Wisdom Of The (AI) Crowd: Investigating Artificial Swarm Intelligence In Large Language Models

arXiv:2606.31404v1 Announce Type: new Abstract: Human swarm intelligence demonstrates remarkable collective accuracy but faces scalability constraints in cost, coordination, and time. We investigate whether large language models (LLMs) can approximate swarm intelligence effects through artificial swarms, addressing a critical gap in understanding AI-based aggregation mechanisms. We conducted a controlled experiment with 960 manually executed prompts across three proprietary models (GPT-5, Gemini 2.5 Pro, Claude Sonnet 4.5), testing intra-model sampling and inter-model aggregation on eight esti
The rapid advancement and accessibility of large language models (LLMs) have created an immediate opportunity to explore novel applications like artificial swarm intelligence, addressing existing limitations of human swarms.
This research provides a new pathway to overcome scalability constraints in collective intelligence by leveraging AI, potentially transforming decision-making processes and resource allocation in complex systems.
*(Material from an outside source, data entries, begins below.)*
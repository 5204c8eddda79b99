//! Card record ingestion (Scryfall-style JSON)
//!
//! Every field except `name` is optional. Missing or malformed fields degrade
//! to empty values so a single odd record never fails a whole load.

use crate::core::{Card, CardId, CardType, Color, ColorSet, ManaCost, Subtype};
use crate::synergy::rules::RuleSet;
use crate::{GoldfishError, Result};
use serde::{Deserialize, Serialize};
use smallvec::SmallVec;

/// One card as it appears in a card data dump
#[derive(Debug, Clone, Default, PartialEq, Serialize, Deserialize)]
#[serde(default)]
pub struct CardRecord {
    pub id: Option<String>,
    pub name: Option<String>,
    pub mana_cost: Option<String>,
    pub color_identity: Vec<String>,
    pub type_line: Option<String>,
    pub cmc: Option<f64>,
    pub oracle_text: Option<String>,
    pub keywords: Vec<String>,
    pub produced_mana: Vec<String>,
    pub card_faces: Vec<CardFace>,
}

/// One face of a double-faced, split or adventure card
#[derive(Debug, Clone, Default, PartialEq, Serialize, Deserialize)]
#[serde(default)]
pub struct CardFace {
    pub name: Option<String>,
    pub mana_cost: Option<String>,
    pub type_line: Option<String>,
    pub oracle_text: Option<String>,
}

impl CardRecord {
    /// Build the immutable card, deriving tags with `rules`
    pub fn into_card(self, rules: &RuleSet) -> Result<Card> {
        let name = self
            .name
            .as_deref()
            .map(str::trim)
            .filter(|n| !n.is_empty())
            .ok_or_else(|| GoldfishError::InvalidCardFormat("Missing card name".to_string()))?
            .to_string();

        let front = self.card_faces.first();
        let mana_cost_str = non_empty(self.mana_cost.as_deref())
            .or_else(|| front.and_then(|f| non_empty(f.mana_cost.as_deref())))
            .unwrap_or("");
        let type_line = non_empty(self.type_line.as_deref())
            .or_else(|| front.and_then(|f| non_empty(f.type_line.as_deref())))
            .unwrap_or("");
        let oracle_text = non_empty(self.oracle_text.as_deref())
            .or_else(|| front.and_then(|f| non_empty(f.oracle_text.as_deref())))
            .unwrap_or("")
            .to_string();

        let id = self
            .id
            .as_deref()
            .map(str::trim)
            .filter(|id| !id.is_empty())
            .map(CardId::new)
            .unwrap_or_else(|| CardId::new(name.to_lowercase()));

        let mut card = Card::new(id, name.as_str());
        card.mana_cost = ManaCost::parse(mana_cost_str);
        card.cmc = match self.cmc {
            Some(cmc) if cmc.is_finite() && cmc >= 0.0 => cmc.round().min(u8::MAX as f64) as u8,
            _ => card.mana_cost.cmc(),
        };

        let parsed = parse_type_line(type_line);
        card.types = parsed.types;
        card.supertypes = parsed.supertypes;
        card.subtypes = parsed.subtypes;

        card.color_identity = if self.color_identity.is_empty() {
            card.mana_cost.colors()
        } else {
            self.color_identity
                .iter()
                .filter_map(|c| c.chars().next().and_then(Color::from_symbol))
                .filter(|c| *c != Color::Colorless)
                .collect()
        };

        card.keywords = self.keywords;
        card.tags = rules.derive_tags(&name, &oracle_text, &card.keywords);
        let (produces, mana_per_tap) = derive_production(&card, &oracle_text, &self.produced_mana);
        card.produces = produces;
        card.mana_per_tap = mana_per_tap;
        card.oracle_text = oracle_text;

        Ok(card)
    }
}

fn non_empty(s: Option<&str>) -> Option<&str> {
    s.map(str::trim).filter(|s| !s.is_empty())
}

pub(crate) struct TypeLine {
    pub types: SmallVec<[CardType; 2]>,
    pub supertypes: SmallVec<[String; 1]>,
    pub subtypes: SmallVec<[Subtype; 2]>,
}

/// Split "Legendary Creature — Elf Druid" into types, supertypes and subtypes
///
/// Only the front face of "A // B" type lines is read. An ASCII " - " is
/// accepted in place of the em dash.
pub(crate) fn parse_type_line(line: &str) -> TypeLine {
    let front = line.split("//").next().unwrap_or("").trim();
    let (left, right) = match front.split_once('—') {
        Some((l, r)) => (l, r),
        None => match front.split_once(" - ") {
            Some((l, r)) => (l, r),
            None => (front, ""),
        },
    };

    let mut parsed = TypeLine {
        types: SmallVec::new(),
        supertypes: SmallVec::new(),
        subtypes: SmallVec::new(),
    };

    for word in left.split_whitespace() {
        match CardType::from_word(word) {
            Some(t) if !parsed.types.contains(&t) => parsed.types.push(t),
            Some(_) => {}
            None => parsed.supertypes.push(word.to_lowercase()),
        }
    }
    for word in right.split_whitespace() {
        let subtype = Subtype::new(word);
        if !parsed.subtypes.contains(&subtype) {
            parsed.subtypes.push(subtype);
        }
    }
    parsed
}

/// Colors a permanent can tap for, and how much mana one tap adds
///
/// Sources, in order: `{T}: Add ...` abilities in the oracle text, the
/// record's `produced_mana` list, then basic land types. Instants and
/// sorceries never count as sources. The amount is the largest run of
/// symbols in one option of an `Add` effect, so `{C}{C}` is 2 and
/// `{R} or {G}` is 1.
fn derive_production(card: &Card, oracle_text: &str, produced_mana: &[String]) -> (ColorSet, u8) {
    if !card.is_permanent() {
        return (ColorSet::empty(), 1);
    }

    let mut produces = ColorSet::empty();
    let mut amount = 1u8;
    for ability in oracle_text.to_lowercase().lines() {
        let Some(tap) = ability.find("{t}") else {
            continue;
        };
        let Some(add) = ability[tap..].find("add ") else {
            continue;
        };
        let effect = &ability[tap + add + 4..];
        let effect = effect.split('.').next().unwrap_or("");
        if effect.contains("any color") || effect.contains("any one color") {
            produces = produces.union(ColorSet::wubrg());
        }
        produces = produces.union(symbols_in(effect));
        for option in effect.split(" or ") {
            amount = amount.max(symbol_count(option));
        }
    }

    if produces.is_empty() {
        produces = produced_mana
            .iter()
            .filter_map(|c| c.chars().next().and_then(Color::from_symbol))
            .collect();
    }

    if produces.is_empty() && card.is_land() {
        for subtype in &card.subtypes {
            let color = match subtype.as_str() {
                "plains" => Some(Color::White),
                "island" => Some(Color::Blue),
                "swamp" => Some(Color::Black),
                "mountain" => Some(Color::Red),
                "forest" => Some(Color::Green),
                _ => None,
            };
            if let Some(color) = color {
                produces.insert(color);
            }
        }
    }
    (produces, amount)
}

/// Number of single-color `{W}`/`{C}` symbols in `text`
fn symbol_count(text: &str) -> u8 {
    let mut count = 0u8;
    let mut rest = text;
    while let Some(open) = rest.find('{') {
        let after = &rest[open + 1..];
        let Some(close) = after.find('}') else {
            break;
        };
        let mut symbol = after[..close].chars();
        if let (Some(c), None) = (symbol.next(), symbol.next()) {
            if Color::from_symbol(c).is_some() {
                count = count.saturating_add(1);
            }
        }
        rest = &after[close + 1..];
    }
    count
}

/// Colors named by `{W}`-style symbols in a fragment of text
fn symbols_in(text: &str) -> ColorSet {
    let mut set = ColorSet::empty();
    let mut rest = text;
    while let Some(open) = rest.find('{') {
        let after = &rest[open + 1..];
        let Some(close) = after.find('}') else {
            break;
        };
        let symbol = &after[..close];
        if symbol.len() == 1 {
            if let Some(color) = symbol.chars().next().and_then(Color::from_symbol) {
                set.insert(color);
            }
        }
        rest = &after[close + 1..];
    }
    set
}

#[cfg(test)]
mod tests {
    use super::*;

    fn rules() -> &'static RuleSet {
        RuleSet::standard().unwrap()
    }

    fn record(json: &str) -> CardRecord {
        serde_json::from_str(json).unwrap()
    }

    #[test]
    fn test_full_record() {
        let card = record(
            r#"{
                "id": "llanowar-elves",
                "name": "Llanowar Elves",
                "mana_cost": "{G}",
                "cmc": 1.0,
                "color_identity": ["G"],
                "type_line": "Creature — Elf Druid",
                "oracle_text": "{T}: Add {G}.",
                "keywords": []
            }"#,
        )
        .into_card(rules())
        .unwrap();

        assert_eq!(card.id.as_str(), "llanowar-elves");
        assert_eq!(card.cmc, 1);
        assert_eq!(card.mana_cost.green, 1);
        assert!(card.is_creature());
        assert!(card.has_subtype(&Subtype::new("elf")));
        assert!(card.has_subtype(&Subtype::new("druid")));
        assert_eq!(card.produces, ColorSet::single(Color::Green));
        assert!(card.has_tag("mana-producer"));
    }

    #[test]
    fn test_missing_fields_degrade() {
        let card = record(r#"{"name": "Mystery Card"}"#).into_card(rules()).unwrap();
        assert_eq!(card.id.as_str(), "mystery card");
        assert_eq!(card.cmc, 0);
        assert!(card.types.is_empty());
        assert!(card.tags.is_empty());
        assert!(card.produces.is_empty());
    }

    #[test]
    fn test_missing_name_is_rejected() {
        let err = record(r#"{"id": "x"}"#).into_card(rules()).unwrap_err();
        assert!(matches!(err, GoldfishError::InvalidCardFormat(_)));
    }

    #[test]
    fn test_basic_land_without_text() {
        let card = record(r#"{"name": "Forest", "type_line": "Basic Land — Forest"}"#)
            .into_card(rules())
            .unwrap();
        assert!(card.is_land());
        assert!(card.is_basic());
        assert_eq!(card.produces, ColorSet::single(Color::Green));
    }

    #[test]
    fn test_dual_land_and_any_color() {
        let taiga = record(
            r#"{"name": "Taiga", "type_line": "Land — Mountain Forest", "oracle_text": "({T}: Add {R} or {G}.)"}"#,
        )
        .into_card(rules())
        .unwrap();
        assert_eq!(taiga.produces.len(), 2);

        let birds = record(
            r#"{"name": "Birds of Paradise", "type_line": "Creature — Bird",
                "oracle_text": "Flying\n{T}: Add one mana of any color.", "keywords": ["Flying"]}"#,
        )
        .into_card(rules())
        .unwrap();
        assert_eq!(birds.produces, ColorSet::wubrg());
        assert!(birds.has_tag("kw:flying"));
    }

    #[test]
    fn test_multi_mana_sources() {
        let sol_ring = record(
            r#"{"name": "Sol Ring", "type_line": "Artifact", "mana_cost": "{1}", "oracle_text": "{T}: Add {C}{C}."}"#,
        )
        .into_card(rules())
        .unwrap();
        assert_eq!(sol_ring.produces, ColorSet::single(Color::Colorless));
        assert_eq!(sol_ring.mana_per_tap, 2);

        let karplusan = record(
            r#"{"name": "Karplusan Forest", "type_line": "Land",
                "oracle_text": "{T}: Add {C}.\n{T}: Add {R} or {G}. This land deals 1 damage to you."}"#,
        )
        .into_card(rules())
        .unwrap();
        assert_eq!(karplusan.mana_per_tap, 1);
        assert_eq!(karplusan.produces.len(), 3);

        let forest = record(r#"{"name": "Forest", "type_line": "Basic Land — Forest"}"#)
            .into_card(rules())
            .unwrap();
        assert_eq!(forest.mana_per_tap, 1);
    }

    #[test]
    fn test_rituals_are_not_sources() {
        let ritual = record(
            r#"{"name": "Dark Ritual", "type_line": "Instant", "mana_cost": "{B}", "oracle_text": "Add {B}{B}{B}."}"#,
        )
        .into_card(rules())
        .unwrap();
        assert!(ritual.produces.is_empty());
    }

    #[test]
    fn test_double_faced_front_face() {
        let card = record(
            r#"{
                "name": "Delver of Secrets // Insectile Aberration",
                "type_line": "Creature — Human Wizard // Creature — Human Insect",
                "card_faces": [
                    {"name": "Delver of Secrets", "mana_cost": "{U}", "oracle_text": "At the beginning of your upkeep, look at the top card of your library."},
                    {"name": "Insectile Aberration", "mana_cost": "", "oracle_text": "Flying"}
                ]
            }"#,
        )
        .into_card(rules())
        .unwrap();
        assert_eq!(card.mana_cost.blue, 1);
        assert_eq!(card.cmc, 1);
        assert!(card.has_subtype(&Subtype::new("wizard")));
        assert!(!card.has_subtype(&Subtype::new("insect")));
        assert!(card.oracle_text.starts_with("At the beginning"));
    }

    #[test]
    fn test_type_line_with_ascii_dash() {
        let parsed = parse_type_line("Legendary Creature - Goblin Warrior");
        assert_eq!(parsed.types.as_slice(), &[CardType::Creature]);
        assert_eq!(parsed.supertypes.as_slice(), &["legendary".to_string()]);
        assert_eq!(parsed.subtypes.len(), 2);
    }
}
The understanding of AI's capability to aggregate intelligence effectively changes, hinting at future systems that can mimic collective human accuracy without human-level operational overhead.
- · AI developers
- · Organizations requiring scalable collective intelligence
- · LLM providers
- · Traditional collective intelligence platforms (due to scalability limitations)
Companies will begin to experiment with AI-powered swarm intelligence for tasks requiring high accuracy aggregation.
This could lead to new types of decision-making software that leverage artificial swarms for rapid, data-driven consensus.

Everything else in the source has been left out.